Das Ringen um Aufmerksamkeit hat der belgische Choreograph Ives Thuwis mit sechs Jugendlichen vom Jungen Theater Basel untersucht und damit eine einzigartige Performance geschaffen. „Wir freuen uns sehr, dass wir in Belgien, einer uns bisher fremden Region, spielen können. ‘scenario’ ist uns vom Hörensagen bekannt. Aber in unserem Stück geht es ja gerade um den Umgang mit dem Fremden; um das lustvolle Daraufzugehen. Insbesondere mit der Sprache des Tanzes scheinen Ländergrenzen leichter zu überwinden zu sein“, freut sich der Leiter des Jungen Theater Basel, Uwe Heinrich, auf das „scenario festival 2010“. Es ist Theater auf Augenhöhe mit seinem Publikum, mit Themen, die jungen Menschen unter den Nägeln brennen.
Zum siebten Mal hat die Kulturvereinigung Chudoscnik Sunergia ein internationales Programm aus unterschiedlichen Formen des (Tanz)Theaters für das Festival „scenario“ zusammengestellt. Künstler aus Belgien, Deutschland, Österreich und der Schweiz zeigen sieben Tage lang ihre kreativen, kritischen und auch kindgerechten Produktionen. Von Musiktheater, Tanztheater bis Figurentheater wird eine große Bandbreite der Theaterformen geboten.
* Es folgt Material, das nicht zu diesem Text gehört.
//! Checkpointed per-thread run state and its reserved control keys.

use std::collections::BTreeSet;

use serde::{Deserialize, Serialize};
use serde_json::{Map, Value};

/// Sentinel value of `active_skill` marking the end of a run.
pub const END_SENTINEL: &str = "END";

/// Reserved keys on the data store. Underscore-prefixed keys are invisible to
/// the planner's `available_paths` view.
pub const STATUS_KEY: &str = "_status";
pub const ERROR_KEY: &str = "_error";
pub const FAILED_SKILL_KEY: &str = "_failed_skill";
pub const REST_PENDING_KEY: &str = "_rest_pending";

/// Passive graph nodes at which execution suspends until an external event.
#[derive(Debug, Clone, Copy, PartialEq, Eq, Serialize, Deserialize)]
#[serde(rename_all = "snake_case")]
pub enum Interrupt {
    HumanReview,
    AwaitCallback,
}

impl Interrupt {
    pub fn node_name(&self) -> &'static str {
        match self {
            Self::HumanReview => "human_review",
            Self::AwaitCallback => "await_callback",
        }
    }
}

/// Run lifecycle status recorded on run metadata.
#[derive(Debug, Clone, Copy, PartialEq, Eq, Serialize, Deserialize)]
#[serde(rename_all = "lowercase")]
pub enum RunStatus {
    Running,
    Paused,
    Completed,
    Error,
    Cancelled,
    Failed,
}

impl RunStatus {
    pub fn is_terminal(&self) -> bool {
        matches!(self, Self::Completed | Self::Error | Self::Cancelled | Self::Failed)
    }

    pub fn as_str(&self) -> &'static str {
        match self {
            Self::Running => "running",
            Self::Paused => "paused",
            Self::Completed => "completed",
            Self::Error => "error",
            Self::Cancelled => "cancelled",
            Self::Failed => "failed",
        }
    }
}

impl std::str::FromStr for RunStatus {
    type Err = String;

    fn from_str(s: &str) -> Result<Self, Self::Err> {
        match s {
            "running" => Ok(Self::Running),
            "paused" => Ok(Self::Paused),
            "completed" => Ok(Self::Completed),
            "error" => Ok(Self::Error),
            "cancelled" => Ok(Self::Cancelled),
            "failed" => Ok(Self::Failed),
            other => Err(format!("unknown run status '{other}'")),
        }
    }
}

impl std::fmt::Display for RunStatus {
    fn fmt(&self, f: &mut std::fmt::Formatter<'_>) -> std::fmt::Result {
        f.write_str(self.as_str())
    }
}

/// The durable state of one run, checkpointed on every graph transition.
#[derive(Debug, Clone, Serialize, Deserialize)]
pub struct RunState {
    pub thread_id: String,
    #[serde(default, skip_serializing_if = "Option::is_none")]
    pub workspace_id: Option<String>,
    /// The natural-language SOP driving the planner.
    pub layman_sop: String,
    pub data_store: Map<String, Value>,
    /// Append-only human-readable event log.
    #[serde(default)]
    pub history: Vec<String>,
    #[serde(default, skip_serializing_if = "Option::is_none")]
    pub active_skill: Option<String>,
    /// Ordered executed-skill names, consulted by the loop detector.
    #[serde(default)]
    pub execution_sequence: Vec<String>,
    #[serde(default, skip_serializing_if = "Option::is_none")]
    pub llm_model: Option<String>,
    /// Advisory: whether per-step progress should be broadcast.
    #[serde(default, rename = "_broadcast")]
    pub broadcast: bool,
    /// Interrupt the graph is paused before, if any.
    #[serde(default, skip_serializing_if = "Option::is_none")]
    pub pending_interrupt: Option<Interrupt>,
}

impl RunState {
    pub fn new(thread_id: impl Into<String>, sop: impl Into<String>, initial_data: Map<String, Value>) -> Self {
        Self {
            thread_id: thread_id.into(),
            workspace_id: None,
            layman_sop: sop.into(),
            data_store: initial_data,
            history: vec!["Process Started".to_string()],
            active_skill: None,
            execution_sequence: Vec::new(),
            llm_model: None,
            broadcast: false,
            pending_interrupt: None,
        }
    }

    pub fn push_history(&mut self, entry: impl Into<String>) {
        self.history.push(entry.into());
    }

    /// Skills waiting on a REST callback.
    pub fn rest_pending(&self) -> BTreeSet<String> {
        match self.data_store.get(REST_PENDING_KEY) {
            Some(Value::Array(items)) => items
                .iter()
                .filter_map(|v| v.as_str().map(String::from))
                .collect(),
            _ => BTreeSet::new(),
        }
    }

    pub fn mark_rest_pending(&mut self, skill_name: &str) {
        let mut pending = self.rest_pending();
        pending.insert(skill_name.to_string());
        self.data_store.insert(
            REST_PENDING_KEY.to_string(),
            Value::Array(pending.into_iter().map(Value::String).collect()),
        );
    }

    /// Remove a skill from the pending set; drops the key when empty.
    pub fn clear_rest_pending(&mut self, skill_name: &str) {
        let mut pending = self.rest_pending();
        pending.remove(skill_name);
        if pending.is_empty() {
            self.data_store.remove(REST_PENDING_KEY);
        } else {
            self.data_store.insert(
                REST_PENDING_KEY.to_string(),
                Value::Array(pending.into_iter().map(Value::String).collect()),
            );
        }
    }

    pub fn is_failed(&self) -> bool {
        self.data_store.get(STATUS_KEY).and_then(Value::as_str) == Some("failed")
    }

    pub fn error(&self) -> Option<&str> {
        self.data_store.get(ERROR_KEY).and_then(Value::as_str)
    }

    pub fn failed_skill(&self) -> Option<&str> {
        self.data_store.get(FAILED_SKILL_KEY).and_then(Value::as_str)
    }

    /// Mark the run failed; the only legal next `active_skill` is `END`.
    pub fn fail(&mut self, skill: &str, error: impl Into<String>) {
        self.data_store.insert(ERROR_KEY.into(), Value::String(error.into()));
        self.data_store.insert(FAILED_SKILL_KEY.into(), Value::String(skill.into()));
        self.data_store.insert(STATUS_KEY.into(), Value::String("failed".into()));
    }

    /// History marker recorded after executing a skill.
    pub fn executed_marker(skill: &str, executor: &str) -> String {
        format!("Executed {skill} ({executor})")
    }

    /// History marker recorded when a REST callback completes a skill.
    pub fn callback_marker(skill: &str) -> String {
        format!("Executed {skill} (REST callback)")
    }

    /// Skill names that have been executed, including REST callbacks.
    pub fn completed_skills(&self) -> BTreeSet<String> {
        let mut completed = BTreeSet::new();
        for entry in &self.history {
            if let Some(rest) = entry.strip_prefix("Executed ") {
                let name = rest
                    .rsplit_once(" (")
                    .map(|(name, _)| name)
                    .unwrap_or(rest);
                completed.insert(name.to_string());
            }
        }
        completed
    }

    /// The most recently executed skill, if any.
    pub fn last_executed(&self) -> Option<String> {
        self.history.iter().rev().find_map(|entry| {
            entry.strip_prefix("Executed ").map(|rest| {
                rest.rsplit_once(" (")
                    .map(|(name, _)| name)
                    .unwrap_or(rest)
                    .to_string()
            })
        })
    }
}
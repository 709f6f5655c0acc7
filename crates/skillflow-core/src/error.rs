use thiserror::Error;

/// Errors raised by the pure model layer.
///
/// Everything here is fatal for the skill that triggered it: the engine maps
/// these into `_status = "failed"` on the run's data store.
#[derive(Error, Debug)]
pub enum CoreError {
    #[error("{skill} cannot run. Missing required inputs: {missing}")]
    MissingInputs { skill: String, missing: String },

    #[error("Critical Error: Missing expected keys: {{{missing}}}")]
    MissingOutputs { missing: String },

    #[error("{0}")]
    OutputSpec(String),

    #[error("Missing placeholder value for '{placeholder}' in template: {template}")]
    MissingPlaceholder { placeholder: String, template: String },

    #[error("invalid skill definition: {0}")]
    InvalidSkill(String),
}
Es werden Geheimtipps und Senkrechtstarter die Bühnen mit Leben füllen. Das Eupener Trotz Ensemble ist so ein Senkrechtstarter. Mit „Love is strange (rough cut)“ bringen sie ein interdisziplinäres Stück, das eine Mischung aus szenischem Konzert, musikalischer Performance und Theaterstück ist. Ein Kaleidoskop von Traumbildern mit getanzten Monologen und visuellen Dialogen. Die fünf Darsteller werden in vier Sprachen ihre Visionen, Gedanken und Phantasien zu einem vielschichtigen Gruppenbild zusammenfügen. Es ist ein schräges, lautes Stück, das sich ganz stark vom traditionellen Theaterbegriff entfernt.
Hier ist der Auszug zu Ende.